▶ EXERCISE PROMPT:
The entries follow. Copy every line in which "this" appears.

▶ Dataset entries:

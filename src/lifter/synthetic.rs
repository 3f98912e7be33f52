//! A small, deterministic x86-64 lifter covering just enough of the ISA
//! (`ret`, `push`/`pop r64`, `mov r64, r64`/`mov r64, imm32`, `jmp rel8`/
//! `rel32`, `jmp r64`, `cpuid`) to drive the CLI and test suite without a
//! real dynamic-translation backend on hand. It is named `synthetic`
//! rather than `x86_64` on purpose: swapping in a production backend means
//! implementing `Lifter` again, not extending this one.

use super::{LiftFlags, LiftedBlock, Lifter};
use crate::ir::{ArchInfo, CallFlags, HelperInfo, Instruction, Opcode, Operand, Temp, TempKind};

pub const PC_OFFSET: u32 = 0;
pub const SP_OFFSET: u32 = 8;
pub const BP_OFFSET: u32 = 16;

const GPR_OFFSETS: [u32; 8] = [24, 32, 40, SP_OFFSET, BP_OFFSET, 48, 56, 64];

fn gpr_offset(reg: u8) -> u32 {
    GPR_OFFSETS[(reg & 0x7) as usize]
}

fn global(mem_offset: u32) -> Operand {
    Operand::Temp(Temp {
        index: 1_000 + mem_offset,
        kind: TempKind::Global { mem_offset },
        value: None,
    })
}

fn constant(value: i64) -> Operand {
    Operand::Temp(Temp {
        index: 0,
        kind: TempKind::Constant,
        value: Some(value),
    })
}

/// Allocates local-temp indices within one block; local identity only
/// needs to be unique per block, never across blocks (spec §3).
struct LocalTemps(u32);

impl LocalTemps {
    fn next(&mut self) -> Operand {
        self.0 += 1;
        Operand::Temp(Temp {
            index: self.0,
            kind: TempKind::Local,
            value: None,
        })
    }
}

pub struct X86_64Lifter;

impl X86_64Lifter {
    pub fn new() -> Self {
        Self
    }
}

impl Default for X86_64Lifter {
    fn default() -> Self {
        Self::new()
    }
}

#[derive(Debug, Clone, Copy)]
enum Decoded {
    Ret,
    Push(u8),
    Pop(u8),
    MovRegReg { dst: u8, src: u8 },
    MovRegImm { dst: u8, imm: i32 },
    JmpRel(i64),
    JmpReg(u8),
    Cpuid,
}

/// Decodes one instruction at `bytes[0..]`. Returns the decoded form and
/// its length in bytes, or `None` on an unrecognized encoding.
fn decode_one(bytes: &[u8]) -> Option<(Decoded, usize)> {
    match *bytes.first()? {
        0xC3 => Some((Decoded::Ret, 1)),
        b @ 0x50..=0x57 => Some((Decoded::Push(b - 0x50), 1)),
        b @ 0x58..=0x5F => Some((Decoded::Pop(b - 0x58), 1)),
        0xEB => {
            let rel = *bytes.get(1)? as i8 as i64;
            Some((Decoded::JmpRel(rel), 2))
        }
        0xE9 => {
            let imm = i32::from_le_bytes(bytes.get(1..5)?.try_into().ok()?);
            Some((Decoded::JmpRel(imm as i64), 5))
        }
        0x0F => {
            if *bytes.get(1)? == 0xA2 {
                Some((Decoded::Cpuid, 2))
            } else {
                None
            }
        }
        0x48 => {
            let op = *bytes.get(1)?;
            let modrm = *bytes.get(2)?;
            let reg = (modrm >> 3) & 0x7;
            let rm = modrm & 0x7;
            let is_reg_direct = (modrm >> 6) == 0b11;
            if !is_reg_direct {
                return None;
            }
            match op {
                0x89 => Some((Decoded::MovRegReg { dst: rm, src: reg }, 3)),
                0xC7 if reg == 0 => {
                    let imm = i32::from_le_bytes(bytes.get(3..7)?.try_into().ok()?);
                    Some((Decoded::MovRegImm { dst: rm, imm }, 7))
                }
                0xFF if reg == 4 => Some((Decoded::JmpReg(rm), 3)),
                _ => None,
            }
        }
        _ => None,
    }
}

/// Emits the IR for one decoded guest instruction at `guest_addr`, pushing
/// into `out`. Returns `true` if this instruction ends the block (a
/// control transfer), matching how a real TCG block's translation loop
/// decides to stop.
fn emit(
    out: &mut Vec<Instruction>,
    temps: &mut LocalTemps,
    decoded: Decoded,
    guest_addr: u64,
) -> bool {
    out.push(Instruction {
        opcode: Opcode::InsnStart,
        outputs: vec![],
        inputs: vec![],
        constants: vec![constant(guest_addr as i64)],
    });

    match decoded {
        Decoded::Ret => {
            let loaded = temps.next();
            let addr = temps.next();
            out.push(Instruction {
                opcode: Opcode::AddI64,
                outputs: vec![addr],
                inputs: vec![global(SP_OFFSET), constant(0)],
                constants: vec![],
            });
            out.push(Instruction {
                opcode: Opcode::QemuLdA64I64,
                outputs: vec![loaded],
                inputs: vec![addr],
                constants: vec![],
            });
            let new_sp = temps.next();
            out.push(Instruction {
                opcode: Opcode::AddI64,
                outputs: vec![new_sp],
                inputs: vec![global(SP_OFFSET), constant(8)],
                constants: vec![],
            });
            out.push(Instruction {
                opcode: Opcode::MovI64,
                outputs: vec![global(SP_OFFSET)],
                inputs: vec![new_sp],
                constants: vec![],
            });
            out.push(Instruction {
                opcode: Opcode::MovI64,
                outputs: vec![global(PC_OFFSET)],
                inputs: vec![loaded],
                constants: vec![],
            });
            out.push(Instruction {
                opcode: Opcode::ExitTb,
                outputs: vec![],
                inputs: vec![],
                constants: vec![],
            });
            true
        }
        Decoded::Push(reg) => {
            // The address is expressed directly against the SP leaf
            // (SP - 8), not against whatever the running SP delta happens
            // to be: the folder classifies each access from its own local
            // add/sub chain, it does not replay prior updates to the SP
            // global (spec §4.4 — SP/BP leaves always fold to 0).
            let addr = temps.next();
            out.push(Instruction {
                opcode: Opcode::SubI64,
                outputs: vec![addr],
                inputs: vec![global(SP_OFFSET), constant(8)],
                constants: vec![],
            });
            out.push(Instruction {
                opcode: Opcode::QemuStA64I64,
                outputs: vec![],
                inputs: vec![global(gpr_offset(reg)), addr],
                constants: vec![],
            });
            out.push(Instruction {
                opcode: Opcode::MovI64,
                outputs: vec![global(SP_OFFSET)],
                inputs: vec![addr],
                constants: vec![],
            });
            false
        }
        Decoded::Pop(reg) => {
            let addr = temps.next();
            out.push(Instruction {
                opcode: Opcode::SubI64,
                outputs: vec![addr],
                inputs: vec![global(SP_OFFSET), constant(8)],
                constants: vec![],
            });
            let loaded = temps.next();
            out.push(Instruction {
                opcode: Opcode::QemuLdA64I64,
                outputs: vec![loaded],
                inputs: vec![addr],
                constants: vec![],
            });
            out.push(Instruction {
                opcode: Opcode::MovI64,
                outputs: vec![global(gpr_offset(reg))],
                inputs: vec![loaded],
                constants: vec![],
            });
            let new_sp = temps.next();
            out.push(Instruction {
                opcode: Opcode::AddI64,
                outputs: vec![new_sp],
                inputs: vec![global(SP_OFFSET), constant(8)],
                constants: vec![],
            });
            out.push(Instruction {
                opcode: Opcode::MovI64,
                outputs: vec![global(SP_OFFSET)],
                inputs: vec![new_sp],
                constants: vec![],
            });
            false
        }
        Decoded::MovRegReg { dst, src } => {
            out.push(Instruction {
                opcode: Opcode::MovI64,
                outputs: vec![global(gpr_offset(dst))],
                inputs: vec![global(gpr_offset(src))],
                constants: vec![],
            });
            false
        }
        Decoded::MovRegImm { dst, imm } => {
            out.push(Instruction {
                opcode: Opcode::MovI64,
                outputs: vec![global(gpr_offset(dst))],
                inputs: vec![constant(imm as i64)],
                constants: vec![],
            });
            false
        }
        Decoded::JmpRel(rel) => {
            let target = (guest_addr as i64 + rel) as u64;
            out.push(Instruction {
                opcode: Opcode::MovI64,
                outputs: vec![global(PC_OFFSET)],
                inputs: vec![constant(target as i64)],
                constants: vec![],
            });
            out.push(Instruction {
                opcode: Opcode::ExitTb,
                outputs: vec![],
                inputs: vec![],
                constants: vec![],
            });
            true
        }
        Decoded::JmpReg(reg) => {
            out.push(Instruction {
                opcode: Opcode::MovI64,
                outputs: vec![global(PC_OFFSET)],
                inputs: vec![global(gpr_offset(reg))],
                constants: vec![],
            });
            out.push(Instruction {
                opcode: Opcode::ExitTb,
                outputs: vec![],
                inputs: vec![],
                constants: vec![],
            });
            true
        }
        Decoded::Cpuid => {
            out.push(Instruction {
                opcode: Opcode::Call,
                outputs: vec![],
                inputs: vec![],
                constants: vec![],
            });
            false
        }
    }
}

impl Lifter for X86_64Lifter {
    fn translate_block(
        &mut self,
        bytes: &[u8],
        max_len: usize,
        guest_addr: u64,
        _flags: LiftFlags,
    ) -> LiftedBlock {
        let mut instructions = Vec::new();
        let mut temps = LocalTemps(0);
        let mut pos = 0usize;
        let limit = max_len.min(bytes.len());

        loop {
            let Some((decoded, len)) = decode_one(&bytes[pos..limit]) else {
                break;
            };
            if pos + len > limit {
                break;
            }
            let ends_block = emit(&mut instructions, &mut temps, decoded, guest_addr + pos as u64);
            pos += len;
            if ends_block {
                break;
            }
        }

        LiftedBlock {
            guest_addr,
            size_in_bytes: pos as u64,
            instructions,
        }
    }

    fn arch_info(&self) -> ArchInfo {
        ArchInfo {
            pc_offset: PC_OFFSET,
            sp_offset: SP_OFFSET,
            bp_offset: BP_OFFSET,
            word_size_bits: 64,
        }
    }

    fn helper_info(&self, call_inst: &Instruction) -> HelperInfo {
        assert_eq!(call_inst.opcode, Opcode::Call, "helper_info called on a non-call instruction");
        HelperInfo {
            func_name: "helper_cpuid".to_string(),
            func_flags: CallFlags::EMPTY,
        }
    }
}

#[cfg(test)]
mod tests {
    use super::*;

    #[test]
    fn ret_only_block_lifts_to_a_single_exit() {
        let mut lifter = X86_64Lifter::new();
        let block = lifter.translate_block(&[0xC3], 16, 0x1000, LiftFlags::EMPTY);
        assert_eq!(block.size_in_bytes, 1);
        assert!(block.instructions.iter().any(|i| i.opcode == Opcode::ExitTb));
        assert!(!block.translation_failed());
    }

    #[test]
    fn push_pop_round_trips_through_the_stack() {
        // push rax; pop rcx; ret
        let bytes = [0x50, 0x59, 0xC3];
        let mut lifter = X86_64Lifter::new();
        let block = lifter.translate_block(&bytes, bytes.len(), 0x2000, LiftFlags::EMPTY);
        assert_eq!(block.size_in_bytes, bytes.len() as u64);
        let stores = block.instructions.iter().filter(|i| i.opcode.is_qemu_st()).count();
        let loads = block.instructions.iter().filter(|i| i.opcode.is_qemu_ld()).count();
        assert_eq!(stores, 1);
        // one load from the push/pop spill, one more from `ret`'s own load
        assert_eq!(loads, 2);
    }

    #[test]
    fn unknown_bytes_fail_translation() {
        let mut lifter = X86_64Lifter::new();
        let block = lifter.translate_block(&[0x0F, 0xFF], 16, 0x3000, LiftFlags::EMPTY);
        assert!(block.translation_failed());
    }

    #[test]
    fn jmp_reg_is_an_indirect_pc_write() {
        // jmp rax
        let bytes = [0x48, 0xFF, 0xE0];
        let mut lifter = X86_64Lifter::new();
        let block = lifter.translate_block(&bytes, bytes.len(), 0x4000, LiftFlags::EMPTY);
        let pc_write = block
            .instructions
            .iter()
            .find_map(|i| i.pc_write(PC_OFFSET));
        assert_eq!(pc_write, Some(crate::ir::PcWrite::Indirect));
    }
}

▶ REPLY:
//! implementing `Lifter` again, not extending this one.
/// into `out`. Returns `true` if this instruction ends the block (a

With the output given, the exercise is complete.